== Your goal ==
Would you output the entries below only from the line containing "remove denom message" through the line containing "to remove a required denom", exactly as they stand and with both ends included?

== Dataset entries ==
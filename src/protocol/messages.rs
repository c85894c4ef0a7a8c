//! Oracle messages.
//!
//! [`OracleMsg`] is the closed set of messages the oracle accepts. Payloads
//! carry addresses as bech32 strings, exactly as they arrive from clients;
//! [`OracleMsg::validate_basic`] performs every check that needs no state.

use serde::{Deserialize, Serialize};

use crate::core::address::{AccAddress, AddressCodec, AddressParseError, ValAddress};
use crate::core::params::Params;
use crate::error::{Error, Result};
use crate::oracle::tuples::{parse_exchange_rate_tuples, ExchangeRateTuples};
use crate::oracle::vote_hash::AggregateVoteHash;
use crate::utils::constants::ROUTER_KEY;
use crate::utils::validation::{validate_denom, validate_salt};

// ═══════════════════════════════════════════════════════════════════════════════
// MESSAGE TYPES
// ═══════════════════════════════════════════════════════════════════════════════

/// Type string of the prevote message
pub const TYPE_MSG_AGGREGATE_EXCHANGE_RATE_PREVOTE: &str = "aggregate_exchange_rate_prevote";
/// Type string of the vote message
pub const TYPE_MSG_AGGREGATE_EXCHANGE_RATE_VOTE: &str = "aggregate_exchange_rate_vote";
/// Type string of the feeder delegation message
pub const TYPE_MSG_DELEGATE_FEED_CONSENT: &str = "delegate_feeder";
/// Type string of the add denom message
pub const TYPE_MSG_ADD_REQUIRED_DENOM: &str = "add_price";
/// Type string of the remove denom message
pub const TYPE_MSG_REMOVE_REQUIRED_DENOM: &str = "remove_price";
/// Type string of the params update message
pub const TYPE_MSG_UPDATE_PARAMS: &str = "update_params";

/// Every message the oracle accepts
#[derive(Debug, Clone, PartialEq, Eq, Serialize, Deserialize)]
#[serde(tag = "type", rename_all = "snake_case")]
pub enum OracleMsg {
    /// Commit to a vote
    AggregateExchangeRatePrevote(MsgAggregateExchangeRatePrevote),
    /// Reveal a committed vote
    AggregateExchangeRateVote(MsgAggregateExchangeRateVote),
    /// Delegate feeding rights
    #[serde(rename = "delegate_feeder")]
    DelegateFeedConsent(MsgDelegateFeedConsent),
    /// Add a required denom
    #[serde(rename = "add_price")]
    AddRequiredDenom(MsgAddRequiredDenom),
    /// Remove a required denom
    #[serde(rename = "remove_price")]
    RemoveRequiredDenom(MsgRemoveRequiredDenom),
    /// Replace params
    UpdateParams(MsgUpdateParams),
}

/// Commitment to an upcoming vote
#[derive(Debug, Clone, PartialEq, Eq, Serialize, Deserialize)]
pub struct MsgAggregateExchangeRatePrevote {
    /// Hex vote hash
    pub hash: String,
    /// Submitting feeder account
    pub feeder: String,
    /// Validator operator
    pub validator: String,
}

/// Reveal of a committed vote
#[derive(Debug, Clone, PartialEq, Eq, Serialize, Deserialize)]
pub struct MsgAggregateExchangeRateVote {
    /// 64 hex character salt
    pub salt: String,
    /// Exchange rates string, e.g. `1.02BTC,3000.5ETH`
    pub exchange_rates: String,
    /// Submitting feeder account
    pub feeder: String,
    /// Validator operator
    pub validator: String,
}

/// Delegation of feeding rights
#[derive(Debug, Clone, PartialEq, Eq, Serialize, Deserialize)]
pub struct MsgDelegateFeedConsent {
    /// Validator operator
    pub operator: String,
    /// New feeder account
    pub delegate: String,
}

/// Governance request to add a required denom
#[derive(Debug, Clone, PartialEq, Eq, Serialize, Deserialize)]
pub struct MsgAddRequiredDenom {
    /// Governance authority account
    pub authority: String,
    /// Denom to add
    pub symbol: String,
}

/// Governance request to remove a required denom
#[derive(Debug, Clone, PartialEq, Eq, Serialize, Deserialize)]
pub struct MsgRemoveRequiredDenom {
    /// Governance authority account
    pub authority: String,
    /// Denom to remove
    pub symbol: String,
}

/// Governance request to replace params
#[derive(Debug, Clone, PartialEq, Eq, Serialize, Deserialize)]
pub struct MsgUpdateParams {
    /// Governance authority account
    pub authority: String,
    /// New params
    pub params: Params,
}

// ═══════════════════════════════════════════════════════════════════════════════
// CONSTRUCTORS
// ═══════════════════════════════════════════════════════════════════════════════

impl OracleMsg {
    /// Prevote for `validator`, submitted by `feeder`
    pub fn prevote(
        hash: &AggregateVoteHash,
        feeder: impl Into<String>,
        validator: impl Into<String>,
    ) -> Self {
        Self::AggregateExchangeRatePrevote(MsgAggregateExchangeRatePrevote {
            hash: hash.to_hex(),
            feeder: feeder.into(),
            validator: validator.into(),
        })
    }

    /// Vote reveal for `validator`, submitted by `feeder`
    pub fn vote(
        salt: impl Into<String>,
        exchange_rates: impl Into<String>,
        feeder: impl Into<String>,
        validator: impl Into<String>,
    ) -> Self {
        Self::AggregateExchangeRateVote(MsgAggregateExchangeRateVote {
            salt: salt.into(),
            exchange_rates: exchange_rates.into(),
            feeder: feeder.into(),
            validator: validator.into(),
        })
    }

    /// Feeder delegation from `operator` to `delegate`
    pub fn delegate_feeder(operator: impl Into<String>, delegate: impl Into<String>) -> Self {
        Self::DelegateFeedConsent(MsgDelegateFeedConsent {
            operator: operator.into(),
            delegate: delegate.into(),
        })
    }

    /// Add a required denom
    pub fn add_required_denom(authority: impl Into<String>, symbol: impl Into<String>) -> Self {
        Self::AddRequiredDenom(MsgAddRequiredDenom {
            authority: authority.into(),
            symbol: symbol.into(),
        })
    }

    /// Remove a required denom
    pub fn remove_required_denom(authority: impl Into<String>, symbol: impl Into<String>) -> Self {
        Self::RemoveRequiredDenom(MsgRemoveRequiredDenom {
            authority: authority.into(),
            symbol: symbol.into(),
        })
    }

    /// Replace params
    pub fn update_params(authority: impl Into<String>, params: Params) -> Self {
        Self::UpdateParams(MsgUpdateParams {
            authority: authority.into(),
            params,
        })
    }
}

// ═══════════════════════════════════════════════════════════════════════════════
// MESSAGE INTERFACE
// ═══════════════════════════════════════════════════════════════════════════════

impl OracleMsg {
    /// Router key of the oracle module
    pub fn route(&self) -> &'static str {
        ROUTER_KEY
    }

    /// Message type string
    pub fn msg_type(&self) -> &'static str {
        match self {
            Self::AggregateExchangeRatePrevote(_) => TYPE_MSG_AGGREGATE_EXCHANGE_RATE_PREVOTE,
            Self::AggregateExchangeRateVote(_) => TYPE_MSG_AGGREGATE_EXCHANGE_RATE_VOTE,
            Self::DelegateFeedConsent(_) => TYPE_MSG_DELEGATE_FEED_CONSENT,
            Self::AddRequiredDenom(_) => TYPE_MSG_ADD_REQUIRED_DENOM,
            Self::RemoveRequiredDenom(_) => TYPE_MSG_REMOVE_REQUIRED_DENOM,
            Self::UpdateParams(_) => TYPE_MSG_UPDATE_PARAMS,
        }
    }

    /// Accounts that must sign the message
    pub fn signers(&self, codec: &AddressCodec) -> std::result::Result<Vec<AccAddress>, AddressParseError> {
        let signer = match self {
            Self::AggregateExchangeRatePrevote(msg) => codec.parse_account(&msg.feeder)?,
            Self::AggregateExchangeRateVote(msg) => codec.parse_account(&msg.feeder)?,
            Self::DelegateFeedConsent(msg) => codec.parse_validator(&msg.operator)?.to_account(),
            Self::AddRequiredDenom(msg) => codec.parse_account(&msg.authority)?,
            Self::RemoveRequiredDenom(msg) => codec.parse_account(&msg.authority)?,
            Self::UpdateParams(msg) => codec.parse_account(&msg.authority)?,
        };
        Ok(vec![signer])
    }

    /// Canonical bytes to sign: JSON with keys sorted
    pub fn sign_bytes(&self) -> Result<Vec<u8>> {
        // serde_json::Value keeps object keys in a BTreeMap
        let value = serde_json::to_value(self).map_err(|e| Error::Serialization(e.to_string()))?;
        serde_json::to_vec(&value).map_err(|e| Error::Serialization(e.to_string()))
    }

    /// Every stateless check
    pub fn validate_basic(&self, codec: &AddressCodec) -> Result<()> {
        match self {
            Self::AggregateExchangeRatePrevote(msg) => msg.validate_basic(codec),
            Self::AggregateExchangeRateVote(msg) => msg.validate_basic(codec).map(|_| ()),
            Self::DelegateFeedConsent(msg) => msg.validate_basic(codec),
            Self::AddRequiredDenom(msg) => {
                parse_account(codec, &msg.authority, "authority")?;
                validate_denom(&msg.symbol)
            }
            Self::RemoveRequiredDenom(msg) => {
                parse_account(codec, &msg.authority, "authority")?;
                validate_denom(&msg.symbol)
            }
            Self::UpdateParams(msg) => {
                parse_account(codec, &msg.authority, "authority")?;
                msg.params.validate()
            }
        }
    }
}

impl MsgAggregateExchangeRatePrevote {
    /// Stateless checks: hash format, feeder and validator addresses
    pub fn validate_basic(&self, codec: &AddressCodec) -> Result<()> {
        AggregateVoteHash::from_hex(&self.hash)?;
        parse_account(codec, &self.feeder, "feeder")?;
        parse_validator(codec, &self.validator, "validator")?;
        Ok(())
    }
}

impl MsgAggregateExchangeRateVote {
    /// Stateless checks, returning the parsed tuples.
    ///
    /// Addresses first, then the rates string, then the salt.
    pub fn validate_basic(&self, codec: &AddressCodec) -> Result<ExchangeRateTuples> {
        parse_account(codec, &self.feeder, "feeder")?;
        parse_validator(codec, &self.validator, "validator")?;
        let tuples = parse_exchange_rate_tuples(&self.exchange_rates)?;
        validate_salt(&self.salt)?;
        Ok(tuples)
    }
}

impl MsgDelegateFeedConsent {
    /// Stateless checks: operator and delegate addresses
    pub fn validate_basic(&self, codec: &AddressCodec) -> Result<()> {
        parse_validator(codec, &self.operator, "operator")?;
        parse_account(codec, &self.delegate, "delegate")?;
        Ok(())
    }
}

/// Parse an account address, naming the field on failure
pub(crate) fn parse_account(codec: &AddressCodec, s: &str, field: &'static str) -> Result<AccAddress> {
    codec.parse_account(s).map_err(|e| Error::address(field, e))
}

/// Parse a validator address, naming the field on failure
pub(crate) fn parse_validator(codec: &AddressCodec, s: &str, field: &'static str) -> Result<ValAddress> {
    codec.parse_validator(s).map_err(|e| Error::address(field, e))
}
//! # Rate Oracle
//!
//! A commit-reveal exchange rate oracle for a proof-of-stake ledger.
//! Bonded validators commit to a hash of their prices in one vote period,
//! reveal the prices in the next, and at the end of every period the oracle
//! publishes a stake-weighted median per required denom.
//!
//! ## Architecture
//!
//! - **Core**: Addresses, params, configuration and the staking interface
//! - **Oracle**: Vote hashes, rate tuples, feeder delegation, ballots and the tally
//! - **Governance**: Authority checks and the required denom whitelist
//! - **Protocol**: Messages, events and the state machine
//! - **Storage**: Key-value backend and typed oracle state
//!
//! ## Example
//!
//! ```rust,ignore
//! use rate_oracle::prelude::*;
//!
//! let mut oracle = OracleStateMachine::new(backend, &config, staking, authority)?;
//! oracle.begin_block(height);
//! oracle.deliver(&OracleMsg::prevote(&hash, feeder, validator))?;
//! let report = oracle.end_block()?;
//! ```

#![forbid(unsafe_code)]
#![warn(
    missing_docs,
    rust_2018_idioms,
    trivial_casts,
    unused_lifetimes,
    unused_qualifications
)]

pub mod core;
pub mod error;
pub mod governance;
pub mod oracle;
pub mod protocol;
pub mod storage;
pub mod utils;

/// Prelude module for convenient imports
pub mod prelude {
    pub use crate::core::{
        address::{AccAddress, AddressCodec, ValAddress},
        config::OracleConfig,
        params::{MedianTieBreak, Params},
        staking::{StakingView, StaticStakingView},
    };
    pub use crate::error::{Error, Result};
    pub use crate::governance::authority::{AuthorityResolver, FixedAuthority};
    pub use crate::oracle::{
        aggregator::{AggregationOutcome, AggregationReport},
        tuples::{parse_exchange_rate_tuples, ExchangeRateTuples},
        vote_hash::AggregateVoteHash,
    };
    pub use crate::protocol::{events::OracleEvent, messages::OracleMsg, state_machine::OracleStateMachine};
    pub use crate::storage::backend::InMemoryStore;
    pub use crate::utils::math::Dec;
}

/// Crate version
pub const VERSION: &str = env!("CARGO_PKG_VERSION");

/// Module name
pub const PROTOCOL_NAME: &str = utils::constants::MODULE_NAME;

== Task answer ==
/// Type string of the remove denom message
pub const TYPE_MSG_REMOVE_REQUIRED_DENOM: &str = "remove_price";
/// Type string of the params update message
pub const TYPE_MSG_UPDATE_PARAMS: &str = "update_params";

/// Every message the oracle accepts
#[derive(Debug, Clone, PartialEq, Eq, Serialize, Deserialize)]
#[serde(tag = "type", rename_all = "snake_case")]
pub enum OracleMsg {
    /// Commit to a vote
    AggregateExchangeRatePrevote(MsgAggregateExchangeRatePrevote),
    /// Reveal a committed vote
    AggregateExchangeRateVote(MsgAggregateExchangeRateVote),
    /// Delegate feeding rights
    #[serde(rename = "delegate_feeder")]
    DelegateFeedConsent(MsgDelegateFeedConsent),
    /// Add a required denom
    #[serde(rename = "add_price")]
    AddRequiredDenom(MsgAddRequiredDenom),
    /// Remove a required denom
    #[serde(rename = "remove_price")]
    RemoveRequiredDenom(MsgRemoveRequiredDenom),
    /// Replace params
    UpdateParams(MsgUpdateParams),
}

/// Commitment to an upcoming vote
#[derive(Debug, Clone, PartialEq, Eq, Serialize, Deserialize)]
pub struct MsgAggregateExchangeRatePrevote {
    /// Hex vote hash
    pub hash: String,
    /// Submitting feeder account
    pub feeder: String,
    /// Validator operator
    pub validator: String,
}

/// Reveal of a committed vote
#[derive(Debug, Clone, PartialEq, Eq, Serialize, Deserialize)]
pub struct MsgAggregateExchangeRateVote {
    /// 64 hex character salt
    pub salt: String,
    /// Exchange rates string, e.g. `1.02BTC,3000.5ETH`
    pub exchange_rates: String,
    /// Submitting feeder account
    pub feeder: String,
    /// Validator operator
    pub validator: String,
}

/// Delegation of feeding rights
#[derive(Debug, Clone, PartialEq, Eq, Serialize, Deserialize)]
pub struct MsgDelegateFeedConsent {
    /// Validator operator
    pub operator: String,
    /// New feeder account
    pub delegate: String,
}

/// Governance request to add a required denom
#[derive(Debug, Clone, PartialEq, Eq, Serialize, Deserialize)]
pub struct MsgAddRequiredDenom {
    /// Governance authority account
    pub authority: String,
    /// Denom to add
    pub symbol: String,
}

/// Governance request to remove a required denom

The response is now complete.